Input data:

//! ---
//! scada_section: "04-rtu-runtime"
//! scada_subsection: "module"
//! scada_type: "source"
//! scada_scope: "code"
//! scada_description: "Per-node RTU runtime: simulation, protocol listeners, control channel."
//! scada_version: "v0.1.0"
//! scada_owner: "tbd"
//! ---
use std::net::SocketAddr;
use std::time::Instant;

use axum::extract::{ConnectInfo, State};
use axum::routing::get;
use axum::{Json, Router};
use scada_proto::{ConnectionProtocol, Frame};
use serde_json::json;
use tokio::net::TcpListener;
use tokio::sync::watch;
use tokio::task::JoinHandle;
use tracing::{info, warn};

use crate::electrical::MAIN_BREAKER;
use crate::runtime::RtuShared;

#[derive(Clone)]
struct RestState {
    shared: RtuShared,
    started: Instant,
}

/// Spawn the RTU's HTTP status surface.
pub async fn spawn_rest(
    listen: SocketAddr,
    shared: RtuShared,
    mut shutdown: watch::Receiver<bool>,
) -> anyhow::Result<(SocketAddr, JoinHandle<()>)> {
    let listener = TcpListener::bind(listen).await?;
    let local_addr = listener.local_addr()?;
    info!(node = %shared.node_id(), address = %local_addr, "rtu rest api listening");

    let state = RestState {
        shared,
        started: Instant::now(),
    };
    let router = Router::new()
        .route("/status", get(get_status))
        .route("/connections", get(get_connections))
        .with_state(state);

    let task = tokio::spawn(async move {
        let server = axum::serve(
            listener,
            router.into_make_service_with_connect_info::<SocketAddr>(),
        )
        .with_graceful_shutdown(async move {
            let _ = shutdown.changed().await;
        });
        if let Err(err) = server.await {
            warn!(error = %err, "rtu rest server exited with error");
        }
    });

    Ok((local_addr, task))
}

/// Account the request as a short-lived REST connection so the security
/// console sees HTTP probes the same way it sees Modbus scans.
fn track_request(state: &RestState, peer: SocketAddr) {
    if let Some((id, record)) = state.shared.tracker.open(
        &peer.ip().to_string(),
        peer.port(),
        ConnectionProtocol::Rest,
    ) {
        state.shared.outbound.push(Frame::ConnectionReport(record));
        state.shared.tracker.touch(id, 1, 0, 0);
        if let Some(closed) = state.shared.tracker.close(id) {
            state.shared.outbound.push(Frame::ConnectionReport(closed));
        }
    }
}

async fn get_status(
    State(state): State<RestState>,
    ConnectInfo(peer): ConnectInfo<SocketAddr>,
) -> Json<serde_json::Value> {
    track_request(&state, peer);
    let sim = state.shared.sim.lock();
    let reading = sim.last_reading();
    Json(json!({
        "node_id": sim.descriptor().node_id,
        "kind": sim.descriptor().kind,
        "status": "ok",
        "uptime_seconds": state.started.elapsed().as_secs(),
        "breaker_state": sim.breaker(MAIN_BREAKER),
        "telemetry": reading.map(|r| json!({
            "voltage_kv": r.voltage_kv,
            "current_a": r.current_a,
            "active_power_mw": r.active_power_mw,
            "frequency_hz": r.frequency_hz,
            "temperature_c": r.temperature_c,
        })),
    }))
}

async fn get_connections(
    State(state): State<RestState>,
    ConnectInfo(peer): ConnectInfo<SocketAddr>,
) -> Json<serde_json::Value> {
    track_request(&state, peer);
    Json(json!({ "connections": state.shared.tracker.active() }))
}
* * *
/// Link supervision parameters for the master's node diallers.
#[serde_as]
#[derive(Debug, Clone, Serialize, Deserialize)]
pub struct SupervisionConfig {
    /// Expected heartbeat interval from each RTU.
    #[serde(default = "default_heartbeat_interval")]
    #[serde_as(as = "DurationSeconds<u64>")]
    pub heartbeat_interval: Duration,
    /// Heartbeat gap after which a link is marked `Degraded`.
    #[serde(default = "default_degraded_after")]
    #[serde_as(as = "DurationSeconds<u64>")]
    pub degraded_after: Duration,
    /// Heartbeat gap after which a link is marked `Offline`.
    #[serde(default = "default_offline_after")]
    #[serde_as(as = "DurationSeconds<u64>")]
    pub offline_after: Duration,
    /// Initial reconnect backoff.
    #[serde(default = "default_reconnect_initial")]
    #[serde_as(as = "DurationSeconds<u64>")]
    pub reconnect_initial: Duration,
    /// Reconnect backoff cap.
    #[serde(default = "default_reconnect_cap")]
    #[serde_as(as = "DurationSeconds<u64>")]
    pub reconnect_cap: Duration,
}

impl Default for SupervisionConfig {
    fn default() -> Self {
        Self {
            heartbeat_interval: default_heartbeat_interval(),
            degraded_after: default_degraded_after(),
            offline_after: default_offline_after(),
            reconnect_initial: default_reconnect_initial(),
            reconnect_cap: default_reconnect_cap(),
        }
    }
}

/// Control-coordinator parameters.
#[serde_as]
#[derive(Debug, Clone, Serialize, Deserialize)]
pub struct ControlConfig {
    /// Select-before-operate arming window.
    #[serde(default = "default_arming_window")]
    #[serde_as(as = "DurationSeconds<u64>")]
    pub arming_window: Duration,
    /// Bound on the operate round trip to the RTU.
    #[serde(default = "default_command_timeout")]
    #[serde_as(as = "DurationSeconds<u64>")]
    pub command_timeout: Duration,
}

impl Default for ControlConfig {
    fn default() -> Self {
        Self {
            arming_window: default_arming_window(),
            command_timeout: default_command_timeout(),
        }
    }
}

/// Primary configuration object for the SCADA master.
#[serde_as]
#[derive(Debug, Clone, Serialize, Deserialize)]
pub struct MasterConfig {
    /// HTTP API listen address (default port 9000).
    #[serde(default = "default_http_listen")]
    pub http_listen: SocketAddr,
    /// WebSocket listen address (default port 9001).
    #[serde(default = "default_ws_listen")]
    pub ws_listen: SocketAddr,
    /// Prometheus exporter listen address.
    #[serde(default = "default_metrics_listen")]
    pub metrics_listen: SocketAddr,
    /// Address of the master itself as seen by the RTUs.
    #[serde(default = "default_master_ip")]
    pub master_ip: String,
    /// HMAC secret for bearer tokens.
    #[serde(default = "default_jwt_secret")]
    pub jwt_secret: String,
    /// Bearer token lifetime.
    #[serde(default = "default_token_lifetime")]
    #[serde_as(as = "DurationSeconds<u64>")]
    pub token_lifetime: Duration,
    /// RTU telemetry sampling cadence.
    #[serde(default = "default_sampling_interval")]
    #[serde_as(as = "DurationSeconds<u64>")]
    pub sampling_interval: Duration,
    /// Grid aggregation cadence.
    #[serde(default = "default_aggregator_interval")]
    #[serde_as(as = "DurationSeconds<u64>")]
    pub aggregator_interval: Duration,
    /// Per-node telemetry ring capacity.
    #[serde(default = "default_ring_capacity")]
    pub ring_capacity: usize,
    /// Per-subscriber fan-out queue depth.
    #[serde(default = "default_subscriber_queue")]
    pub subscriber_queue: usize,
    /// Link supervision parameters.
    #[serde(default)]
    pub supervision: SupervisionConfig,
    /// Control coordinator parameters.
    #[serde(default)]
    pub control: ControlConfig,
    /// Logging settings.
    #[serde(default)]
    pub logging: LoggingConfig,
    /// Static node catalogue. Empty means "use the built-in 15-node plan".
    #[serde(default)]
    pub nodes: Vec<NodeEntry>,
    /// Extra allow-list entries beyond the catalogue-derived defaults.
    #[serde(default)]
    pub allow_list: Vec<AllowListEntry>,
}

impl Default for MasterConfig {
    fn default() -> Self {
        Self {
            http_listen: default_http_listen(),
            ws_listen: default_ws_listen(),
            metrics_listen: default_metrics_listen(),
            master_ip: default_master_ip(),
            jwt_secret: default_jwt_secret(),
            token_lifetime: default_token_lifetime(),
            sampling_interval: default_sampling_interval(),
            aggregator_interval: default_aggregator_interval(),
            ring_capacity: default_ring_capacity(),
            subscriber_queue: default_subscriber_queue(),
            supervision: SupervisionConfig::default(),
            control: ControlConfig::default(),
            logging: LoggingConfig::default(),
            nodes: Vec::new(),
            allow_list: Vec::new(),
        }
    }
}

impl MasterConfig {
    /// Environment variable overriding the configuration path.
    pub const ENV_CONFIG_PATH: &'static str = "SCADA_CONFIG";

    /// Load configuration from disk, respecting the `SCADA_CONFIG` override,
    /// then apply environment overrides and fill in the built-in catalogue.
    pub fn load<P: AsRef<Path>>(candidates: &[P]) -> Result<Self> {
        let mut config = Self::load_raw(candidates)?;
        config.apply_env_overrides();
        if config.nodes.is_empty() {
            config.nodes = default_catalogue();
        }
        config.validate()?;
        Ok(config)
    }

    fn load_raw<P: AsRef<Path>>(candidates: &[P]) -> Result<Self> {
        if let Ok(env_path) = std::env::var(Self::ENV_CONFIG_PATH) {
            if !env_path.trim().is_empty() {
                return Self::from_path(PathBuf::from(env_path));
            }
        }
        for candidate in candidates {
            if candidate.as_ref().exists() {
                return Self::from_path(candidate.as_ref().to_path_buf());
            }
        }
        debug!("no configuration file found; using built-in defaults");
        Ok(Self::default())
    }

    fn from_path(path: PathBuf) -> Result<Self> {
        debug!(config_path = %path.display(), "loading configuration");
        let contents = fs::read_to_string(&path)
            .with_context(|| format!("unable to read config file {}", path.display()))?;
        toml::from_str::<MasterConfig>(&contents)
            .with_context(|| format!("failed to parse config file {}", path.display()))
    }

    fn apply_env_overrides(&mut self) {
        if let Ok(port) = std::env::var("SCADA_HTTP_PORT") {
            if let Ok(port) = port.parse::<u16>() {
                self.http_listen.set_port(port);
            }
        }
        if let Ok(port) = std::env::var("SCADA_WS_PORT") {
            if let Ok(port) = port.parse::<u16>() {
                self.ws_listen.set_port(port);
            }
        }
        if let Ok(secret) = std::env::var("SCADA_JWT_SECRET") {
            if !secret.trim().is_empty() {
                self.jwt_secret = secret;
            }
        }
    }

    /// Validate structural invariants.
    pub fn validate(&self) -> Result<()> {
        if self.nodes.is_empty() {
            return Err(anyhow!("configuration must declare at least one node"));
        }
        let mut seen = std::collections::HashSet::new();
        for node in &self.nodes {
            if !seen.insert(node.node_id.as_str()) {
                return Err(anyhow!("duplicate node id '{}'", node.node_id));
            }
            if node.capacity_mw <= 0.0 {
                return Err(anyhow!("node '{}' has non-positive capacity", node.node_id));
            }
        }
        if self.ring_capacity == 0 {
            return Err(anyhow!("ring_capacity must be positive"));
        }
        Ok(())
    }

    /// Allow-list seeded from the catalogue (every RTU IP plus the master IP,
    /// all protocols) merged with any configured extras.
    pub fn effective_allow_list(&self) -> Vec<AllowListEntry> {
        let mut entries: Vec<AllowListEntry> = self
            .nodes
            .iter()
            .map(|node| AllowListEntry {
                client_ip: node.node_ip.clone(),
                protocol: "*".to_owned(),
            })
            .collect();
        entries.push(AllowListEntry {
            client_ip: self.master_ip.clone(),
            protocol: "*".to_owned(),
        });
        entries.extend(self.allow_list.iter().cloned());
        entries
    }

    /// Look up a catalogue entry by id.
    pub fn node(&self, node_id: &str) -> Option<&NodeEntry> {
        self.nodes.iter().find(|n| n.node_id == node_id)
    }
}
...
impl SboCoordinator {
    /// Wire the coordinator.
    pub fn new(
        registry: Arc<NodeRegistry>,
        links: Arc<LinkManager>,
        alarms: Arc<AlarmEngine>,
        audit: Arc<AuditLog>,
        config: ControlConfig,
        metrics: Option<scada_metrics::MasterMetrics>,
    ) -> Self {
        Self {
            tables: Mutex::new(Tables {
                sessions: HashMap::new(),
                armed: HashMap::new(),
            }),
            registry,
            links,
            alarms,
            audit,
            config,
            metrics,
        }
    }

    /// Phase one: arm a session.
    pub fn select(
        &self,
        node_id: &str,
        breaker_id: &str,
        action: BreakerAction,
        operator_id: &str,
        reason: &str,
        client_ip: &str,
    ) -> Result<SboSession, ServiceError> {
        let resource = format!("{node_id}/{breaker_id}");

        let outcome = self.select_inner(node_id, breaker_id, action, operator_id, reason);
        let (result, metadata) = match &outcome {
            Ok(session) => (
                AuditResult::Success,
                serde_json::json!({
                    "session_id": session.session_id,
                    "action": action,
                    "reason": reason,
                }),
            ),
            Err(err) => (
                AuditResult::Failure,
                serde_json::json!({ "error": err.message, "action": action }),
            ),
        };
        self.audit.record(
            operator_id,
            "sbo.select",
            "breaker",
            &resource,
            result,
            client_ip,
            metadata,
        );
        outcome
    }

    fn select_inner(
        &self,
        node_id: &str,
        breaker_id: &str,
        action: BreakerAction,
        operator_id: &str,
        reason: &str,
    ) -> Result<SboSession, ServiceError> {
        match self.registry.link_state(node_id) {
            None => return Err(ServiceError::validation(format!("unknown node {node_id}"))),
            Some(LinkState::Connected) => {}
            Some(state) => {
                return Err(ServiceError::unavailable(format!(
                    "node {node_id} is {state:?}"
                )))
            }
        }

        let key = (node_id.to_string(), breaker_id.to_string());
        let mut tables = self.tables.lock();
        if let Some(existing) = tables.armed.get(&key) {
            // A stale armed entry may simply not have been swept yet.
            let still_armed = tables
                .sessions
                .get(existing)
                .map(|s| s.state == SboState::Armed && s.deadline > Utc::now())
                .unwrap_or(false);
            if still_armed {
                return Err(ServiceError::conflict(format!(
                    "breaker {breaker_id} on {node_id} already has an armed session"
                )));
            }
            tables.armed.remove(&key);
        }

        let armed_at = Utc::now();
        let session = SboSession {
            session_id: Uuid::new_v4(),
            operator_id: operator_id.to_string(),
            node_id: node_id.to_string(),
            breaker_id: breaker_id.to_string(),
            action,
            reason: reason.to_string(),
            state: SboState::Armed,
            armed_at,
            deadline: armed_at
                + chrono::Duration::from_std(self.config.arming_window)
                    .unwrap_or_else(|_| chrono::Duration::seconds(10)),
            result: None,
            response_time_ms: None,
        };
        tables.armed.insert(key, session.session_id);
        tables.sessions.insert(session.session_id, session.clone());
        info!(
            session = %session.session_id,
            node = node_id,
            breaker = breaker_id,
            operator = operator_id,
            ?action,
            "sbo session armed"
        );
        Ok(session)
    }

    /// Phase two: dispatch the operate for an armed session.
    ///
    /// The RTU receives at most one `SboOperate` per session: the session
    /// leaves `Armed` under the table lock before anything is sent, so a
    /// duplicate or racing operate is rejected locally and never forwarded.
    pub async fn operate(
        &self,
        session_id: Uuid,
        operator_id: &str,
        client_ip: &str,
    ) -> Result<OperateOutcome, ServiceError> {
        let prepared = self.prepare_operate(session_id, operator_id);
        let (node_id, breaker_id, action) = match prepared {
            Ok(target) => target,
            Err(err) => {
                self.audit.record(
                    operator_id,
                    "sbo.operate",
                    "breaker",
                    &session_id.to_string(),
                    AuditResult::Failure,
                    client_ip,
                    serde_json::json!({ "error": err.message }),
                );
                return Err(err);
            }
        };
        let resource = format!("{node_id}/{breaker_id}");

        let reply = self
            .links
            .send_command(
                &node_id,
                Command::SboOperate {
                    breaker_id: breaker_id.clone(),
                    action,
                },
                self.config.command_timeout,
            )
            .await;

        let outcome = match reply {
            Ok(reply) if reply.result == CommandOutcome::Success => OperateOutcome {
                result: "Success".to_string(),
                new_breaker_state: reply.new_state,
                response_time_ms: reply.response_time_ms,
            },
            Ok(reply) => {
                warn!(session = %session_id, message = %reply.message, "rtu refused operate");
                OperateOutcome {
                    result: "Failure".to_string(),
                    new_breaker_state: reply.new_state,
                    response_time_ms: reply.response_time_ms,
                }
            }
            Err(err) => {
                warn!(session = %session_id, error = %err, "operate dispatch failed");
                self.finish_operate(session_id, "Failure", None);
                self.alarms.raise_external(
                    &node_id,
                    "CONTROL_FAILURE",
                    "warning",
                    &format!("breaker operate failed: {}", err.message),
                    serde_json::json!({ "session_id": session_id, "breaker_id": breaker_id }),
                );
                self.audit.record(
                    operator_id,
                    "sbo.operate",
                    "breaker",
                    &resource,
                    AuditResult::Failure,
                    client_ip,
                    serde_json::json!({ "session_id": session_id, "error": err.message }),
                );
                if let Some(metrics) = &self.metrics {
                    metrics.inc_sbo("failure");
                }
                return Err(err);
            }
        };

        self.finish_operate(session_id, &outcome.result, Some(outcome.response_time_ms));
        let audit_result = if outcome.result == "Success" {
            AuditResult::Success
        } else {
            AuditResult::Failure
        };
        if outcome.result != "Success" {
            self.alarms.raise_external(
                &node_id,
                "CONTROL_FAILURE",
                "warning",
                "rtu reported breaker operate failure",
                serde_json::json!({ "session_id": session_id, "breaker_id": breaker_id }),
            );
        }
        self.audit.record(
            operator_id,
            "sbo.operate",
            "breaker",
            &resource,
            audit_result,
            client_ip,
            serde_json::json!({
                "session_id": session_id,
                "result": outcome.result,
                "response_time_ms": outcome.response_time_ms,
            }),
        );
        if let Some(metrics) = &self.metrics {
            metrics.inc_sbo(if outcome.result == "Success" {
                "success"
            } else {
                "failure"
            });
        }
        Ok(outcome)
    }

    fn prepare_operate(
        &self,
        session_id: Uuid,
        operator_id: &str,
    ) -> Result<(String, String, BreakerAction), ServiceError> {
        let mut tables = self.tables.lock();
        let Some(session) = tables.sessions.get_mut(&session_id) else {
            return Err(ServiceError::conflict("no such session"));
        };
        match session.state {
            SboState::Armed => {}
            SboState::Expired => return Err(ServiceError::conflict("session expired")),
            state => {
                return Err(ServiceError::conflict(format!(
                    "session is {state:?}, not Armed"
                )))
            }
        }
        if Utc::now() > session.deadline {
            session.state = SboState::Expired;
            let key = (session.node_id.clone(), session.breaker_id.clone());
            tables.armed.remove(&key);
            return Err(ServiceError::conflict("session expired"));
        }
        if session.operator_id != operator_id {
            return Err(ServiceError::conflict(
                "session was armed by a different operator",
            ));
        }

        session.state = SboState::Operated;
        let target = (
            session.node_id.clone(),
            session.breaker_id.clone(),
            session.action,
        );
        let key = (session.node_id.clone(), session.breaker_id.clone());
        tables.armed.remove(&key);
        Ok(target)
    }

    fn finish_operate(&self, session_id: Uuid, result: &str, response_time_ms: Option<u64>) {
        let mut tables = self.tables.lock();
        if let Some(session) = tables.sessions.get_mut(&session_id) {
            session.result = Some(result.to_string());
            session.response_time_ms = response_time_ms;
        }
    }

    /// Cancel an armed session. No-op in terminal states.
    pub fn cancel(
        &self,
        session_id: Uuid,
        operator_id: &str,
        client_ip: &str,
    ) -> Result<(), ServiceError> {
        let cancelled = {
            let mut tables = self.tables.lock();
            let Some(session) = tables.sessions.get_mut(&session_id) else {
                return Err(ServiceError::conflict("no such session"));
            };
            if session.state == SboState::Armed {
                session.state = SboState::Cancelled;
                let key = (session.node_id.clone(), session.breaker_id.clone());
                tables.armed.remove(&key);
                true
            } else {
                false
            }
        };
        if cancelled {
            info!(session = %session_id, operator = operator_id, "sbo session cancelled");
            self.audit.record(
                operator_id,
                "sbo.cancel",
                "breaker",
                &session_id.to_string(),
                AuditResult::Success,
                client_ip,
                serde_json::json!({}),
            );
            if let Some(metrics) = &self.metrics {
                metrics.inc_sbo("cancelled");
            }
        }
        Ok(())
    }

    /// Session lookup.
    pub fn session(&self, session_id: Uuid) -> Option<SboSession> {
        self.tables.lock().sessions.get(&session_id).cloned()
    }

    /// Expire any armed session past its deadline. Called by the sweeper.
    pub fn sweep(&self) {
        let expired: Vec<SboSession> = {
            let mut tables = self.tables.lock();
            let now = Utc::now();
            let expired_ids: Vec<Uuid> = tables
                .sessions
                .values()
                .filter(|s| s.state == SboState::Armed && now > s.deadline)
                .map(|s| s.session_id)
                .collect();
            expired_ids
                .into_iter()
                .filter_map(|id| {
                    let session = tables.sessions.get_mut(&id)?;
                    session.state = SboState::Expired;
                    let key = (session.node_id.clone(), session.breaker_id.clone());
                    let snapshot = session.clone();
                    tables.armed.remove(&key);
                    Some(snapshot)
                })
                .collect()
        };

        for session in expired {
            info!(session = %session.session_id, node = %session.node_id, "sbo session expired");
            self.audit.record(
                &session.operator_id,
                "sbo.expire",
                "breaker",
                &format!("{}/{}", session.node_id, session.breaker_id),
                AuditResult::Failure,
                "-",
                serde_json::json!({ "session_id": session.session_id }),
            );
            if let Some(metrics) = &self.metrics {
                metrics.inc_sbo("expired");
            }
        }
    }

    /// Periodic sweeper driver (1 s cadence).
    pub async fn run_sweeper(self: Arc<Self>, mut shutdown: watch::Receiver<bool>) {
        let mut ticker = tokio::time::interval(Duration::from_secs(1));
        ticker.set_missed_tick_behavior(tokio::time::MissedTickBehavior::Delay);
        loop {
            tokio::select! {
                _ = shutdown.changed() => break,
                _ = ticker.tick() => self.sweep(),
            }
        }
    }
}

Directions: Tally up the lines in the records containing the word "display", then give the count and nothing else.

Result: 3